起立訓練リハビリテーション機能を有する高機能立位個別型入浴システムの開発

文献情報

文献番号
199900187A
報告書区分
総括
研究課題名
起立訓練リハビリテーション機能を有する高機能立位個別型入浴システムの開発
課題番号
-
研究年度
平成11(1999)年度
研究代表者(所属機関)
辻 隆之(東京大学大学院新領域創製科学研究科)
研究分担者(所属機関)
  • 千田 彰一(香川医科大学医学部附属病院総合診療部)
  • 藤元 登四郎(八日会藤元病院神経科)
  • 松尾 汎(国立循環器病センター病院心臓血管内科)
研究区分
厚生科学研究費補助金 総合的プロジェクト研究分野 長寿科学総合研究事業
研究開始年度
平成11(1999)年度
研究終了予定年度
平成13(2001)年度
研究費
8,805,000円
研究者交替、所属機関変更
-

研究報告書(概要版)

研究目的
高齢者に多い運動麻痺を伴う重度中枢神経障害者、および心筋梗塞後の重度循環傷害者などの早期リハビリテーションは機能回復のために重要である。一方入浴は患者のQOLの向上に有用であるが、入浴それ自体が循環器系に負担になる場合もある。また、入浴の介護・看護は単純労働的で介護・看護者の肉体的疲労を強い腰痛などの原因ともなる。

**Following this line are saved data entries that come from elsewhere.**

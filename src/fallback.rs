// Fallback director
//
// Degrades a plan one step at a time and never climbs back up within a tick:
//   targeted search -> center search -> single center-seeking step -> first safe step -> +x
// The game has no "stay" move, so the last rung always returns a direction.

use log::debug;
use serde::{Deserialize, Serialize};

use crate::grid::Grid;
use crate::scheduler::Deadline;
use crate::search::{Path, PathSearch, Route, SearchOutcome};
use crate::types::{Cell, Direction};

/// Which rung of the fallback ladder produced a move
#[derive(Debug, Clone, Copy, PartialEq, Eq, Serialize, Deserialize)]
#[serde(rename_all = "kebab-case")]
pub enum PlanOutcome {
    /// Fresh search reached a valued target
    Targeted,
    /// Previous tick's path toward the same target was kept
    Reused,
    /// Search toward the map center
    Centering,
    /// Greedy single move that gets closer to the center
    CenterStep,
    /// First in-bounds, non-hazardous neighbour
    SafeStep,
    /// Fully boxed in; moving +x regardless
    DefaultForward,
}

impl PlanOutcome {
    pub fn is_degraded(&self) -> bool {
        !matches!(self, PlanOutcome::Targeted | PlanOutcome::Reused)
    }

    pub fn as_str(&self) -> &'static str {
        match self {
            PlanOutcome::Targeted => "targeted",
            PlanOutcome::Reused => "reused",
            PlanOutcome::Centering => "centering",
            PlanOutcome::CenterStep => "center-step",
            PlanOutcome::SafeStep => "safe-step",
            PlanOutcome::DefaultForward => "default-forward",
        }
    }
}

/// Final answer for one agent
#[derive(Debug, Clone, PartialEq)]
pub struct Decision {
    pub direction: Direction,
    pub path: Path,
    pub outcome: PlanOutcome,
    /// Target the path leads to; only set for targeted and reused plans
    pub target: Option<Cell>,
    /// Fresh searches started while reaching this decision
    pub searches: usize,
    /// How the targeted search ended, when one ran and did not converge
    pub target_search: Option<&'static str>,
}

impl Decision {
    fn single_step(origin: Cell, direction: Direction, outcome: PlanOutcome, searches: usize) -> Self {
        Decision {
            direction,
            path: Path::new(vec![origin, direction.apply(&origin)]),
            outcome,
            target: None,
            searches,
            target_search: None,
        }
    }
}

/// Runs the fallback ladder for one agent
#[derive(Debug, Clone, Copy)]
pub struct FallbackDirector<'a> {
    engine: &'a PathSearch,
}

impl<'a> FallbackDirector<'a> {
    pub fn new(engine: &'a PathSearch) -> Self {
        FallbackDirector { engine }
    }

    /// Full ladder starting from a targeted search (or from centering when `target` is None)
    pub fn decide(&self, grid: &Grid, origin: Cell, target: Option<Cell>, deadline: &Deadline) -> Decision {
        let Some(target) = target else {
            return self.center(grid, origin, deadline, 0);
        };

        match self.engine.search(grid, origin, target, deadline) {
            SearchOutcome::Found(Route { first_step, path }) => Decision {
                direction: first_step,
                path,
                outcome: PlanOutcome::Targeted,
                target: Some(target),
                searches: 1,
                target_search: None,
            },
            other => {
                debug!("Targeted search {} -> {}: {}", origin, target, other.label());
                let mut decision = self.center(grid, origin, deadline, 1);
                decision.target_search = Some(other.label());
                decision
            }
        }
    }

    /// Center-seeking rungs, then the safe-step rungs
    pub fn center(&self, grid: &Grid, origin: Cell, deadline: &Deadline, mut searches: usize) -> Decision {
        let center = grid.center();
        let here = origin.euclidean_to(center);

        if origin != grid.center_cell() {
            searches += 1;
            if let SearchOutcome::Found(route) = self.engine.search_center(grid, origin, deadline) {
                // Only accept the search if its first move really gets closer
                if route.first_step.apply(&origin).euclidean_to(center) < here {
                    return Decision {
                        direction: route.first_step,
                        path: route.path,
                        outcome: PlanOutcome::Centering,
                        target: None,
                        searches,
                        target_search: None,
                    };
                }
            }
        }

        if let Some(direction) = Self::center_step(grid, origin) {
            return Decision::single_step(origin, direction, PlanOutcome::CenterStep, searches);
        }

        match Self::safe_step(grid, origin) {
            Some(direction) => Decision::single_step(origin, direction, PlanOutcome::SafeStep, searches),
            None => Decision::single_step(origin, Direction::PosX, PlanOutcome::DefaultForward, searches),
        }
    }

    /// Safe neighbour closest to the map center, if it is strictly closer than `origin`
    pub fn center_step(grid: &Grid, origin: Cell) -> Option<Direction> {
        let center = grid.center();
        let here = origin.euclidean_to(center);

        Direction::all()
            .into_iter()
            .filter(|dir| grid.is_safe(&dir.apply(&origin)))
            .map(|dir| (dir, dir.apply(&origin).euclidean_to(center)))
            .filter(|&(_, dist)| dist < here)
            .min_by(|(_, a), (_, b)| a.total_cmp(b))
            .map(|(dir, _)| dir)
    }

    /// First direction, in fixed order, that stays in bounds and off hazards
    pub fn safe_step(grid: &Grid, origin: Cell) -> Option<Direction> {
        Direction::all()
            .into_iter()
            .find(|dir| grid.is_safe(&dir.apply(&origin)))
    }
}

本研究では入浴と同時に起立リハビリテーションを安全に行えるような早期離床、入浴介護・起立リハビリテーション支援システムを目的とするシステムを開発することを目的とする。
研究方法
本年度は下記の項目について研究を実施した。
1) 入浴の行程解析にもとづく、起立リハビリテーション機能を持つ、起立型個別浴槽、搬入用ストレッチャと高炭酸泉供給システムなどから成る省力化高機能入浴システムの設計(分担研究者:辻隆之,藤元登四郎)

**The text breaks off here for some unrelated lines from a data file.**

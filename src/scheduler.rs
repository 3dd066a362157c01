// Tick scheduling
//
// The server reports how long the current tick still runs. That figure is turned
// into an absolute instant once, when the response arrives, and every planner in
// the tick reads the same value.

use std::time::{Duration, Instant};

/// Wall-clock instant after which planning must stop
#[derive(Debug, Clone, Copy, PartialEq, Eq)]
pub struct Deadline {
    at: Option<Instant>,
}

impl Deadline {
    pub fn at(instant: Instant) -> Self {
        Deadline { at: Some(instant) }
    }

    pub fn after(budget: Duration) -> Self {
        Self::at(Instant::now() + budget)
    }

    /// A deadline that never expires (offline replay and tests)
    pub fn never() -> Self {
        Deadline { at: None }
    }

    #[inline]
    pub fn is_expired(&self) -> bool {
        match self.at {
            Some(at) => Instant::now() >= at,
            None => false,
        }
    }

    pub fn remaining(&self) -> Option<Duration> {
        self.at.map(|at| at.saturating_duration_since(Instant::now()))
    }

    pub fn instant(&self) -> Option<Instant> {
        self.at
    }
}

/// Deadlines of a single tick
#[derive(Debug, Clone, Copy)]
pub struct TickScheduler {
    started: Instant,
    tick_deadline: Instant,
    planning_deadline: Instant,
}

impl TickScheduler {
    /// Starts a tick that ends `tick_remain_ms` from now; planning stops `margin` earlier
    pub fn start(tick_remain_ms: u64, margin: Duration) -> Self {
        Self::start_at(Instant::now(), tick_remain_ms, margin)
    }

    pub fn start_at(now: Instant, tick_remain_ms: u64, margin: Duration) -> Self {
        let tick_deadline = now + Duration::from_millis(tick_remain_ms);
        let planning_deadline = tick_deadline.checked_sub(margin).unwrap_or(now).max(now);
        TickScheduler {
            started: now,
            tick_deadline,
            planning_deadline,
        }
    }

    /// Deadline handed to every planner of this tick
    pub fn planning_deadline(&self) -> Deadline {
        Deadline::at(self.planning_deadline)
    }

    pub fn tick_deadline(&self) -> Deadline {
        Deadline::at(self.tick_deadline)
    }

    /// True once the next tick has begun and a request may be sent
    pub fn is_new_tick(&self) -> bool {
        Instant::now() >= self.tick_deadline
    }

    pub fn elapsed(&self) -> Duration {
        self.started.elapsed()
    }

    /// Suspends until the tick deadline has passed
    pub async fn wait_for_next_tick(&self) {
        tokio::time::sleep_until(tokio::time::Instant::from_std(self.tick_deadline)).await;
    }
}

2) 虚血肢への人工炭酸浴の効果の検討(分担研究者:松尾 汎)
3) 人工炭酸泉浴の褥瘡治癒効果の検討(分担研究者:藤元登四郎)
4) 入浴時心電図モニタリングの解析(分担研究者:千田彰一)
の4課題について研究を実施した。
1)についてはまず、あらかじめ想定した、入浴の行程に基づいて、必要な機能を付加した形での浴槽の設計を実施した。同時に、入浴に必要な付属機器であるストレッチャーの設計に着手した。併せて、浴槽のリハビリテーション機能についても検討し、浴槽、浴槽支持台、高炭酸泉供給システムからなる省力化高機能入浴システムを設計した。
2)については慢性末梢動脈閉塞性疾患10肢を対象とし、①足浴前後での自覚症状を比較し、②レーザードプラ血流計(アドバンス社製ALF2100)にて患側肢足背部の皮膚血流量を連続的に記録した。①淡水温湯足浴5分間と、次いで②炭酸泉足浴5分間を1クールとして、二クール施行する間、皮膚血流量を連続して計測した。

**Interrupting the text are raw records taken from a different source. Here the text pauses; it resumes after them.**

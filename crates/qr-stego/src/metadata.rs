//! Emit-only metadata attached to encode/decode results. Never persisted —
//! only the bit frame itself is written into the matrix.

use qr_engine::CodeEcc;

/// The wire-format version tag of the current codec. Bump when the bit
/// framing or distribution algorithm changes in an incompatible way.
pub const CODEC_VERSION: &str = "1.0";

/// Descriptive information about an encode or decode operation.
#[derive(Debug, Clone, PartialEq)]
pub struct StegoMetadata {
    pub version: &'static str,
    pub flipped_count: usize,
    pub ec_level_used: CodeEcc,
    pub capacity_used_pct: f64,
}

impl StegoMetadata {
    /// `module_count` is `S^2`, the total module count of the matrix.
    pub(crate) fn new(flipped_count: usize, module_count: i32, ec_level_used: CodeEcc) -> Self {
        let capacity_used_pct = if module_count > 0 {
            100.0 * flipped_count as f64 / (module_count as f64)
        } else {
            0.0
        };
        Self {
            version: CODEC_VERSION,
            flipped_count,
            ec_level_used,
            capacity_used_pct,
        }
    }
}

3)については、全身状態の落ちついた褥瘡を合併する入院患者女性3名(年齢70±13歳、褥瘡の平均発生経過月数14.3±2ヵ月)を対象とした。人工炭酸水は、炭酸濃度800ppm、湯温37℃を作成し、室温21.7±1.8℃、相対湿度93.5±22.5%の条件下にて15分間入浴をしてもらい、入浴前後5分間を含めた褥瘡患部の皮膚血流量及び開口部面積を3ヶ月間、経時的に計測した。
褥瘡開口部面積は、計測した縦横径より、褥瘡患部を楕円とみなして算出し、経時的変化を比較した。1症例については、週に1回1.5テスラMRI装置Signa Lighatning(GE横河メディカル)にて水平断層撮影を行い、パーソナルコンピュータにてトレースし、褥瘡ポケット内の容積を算出した。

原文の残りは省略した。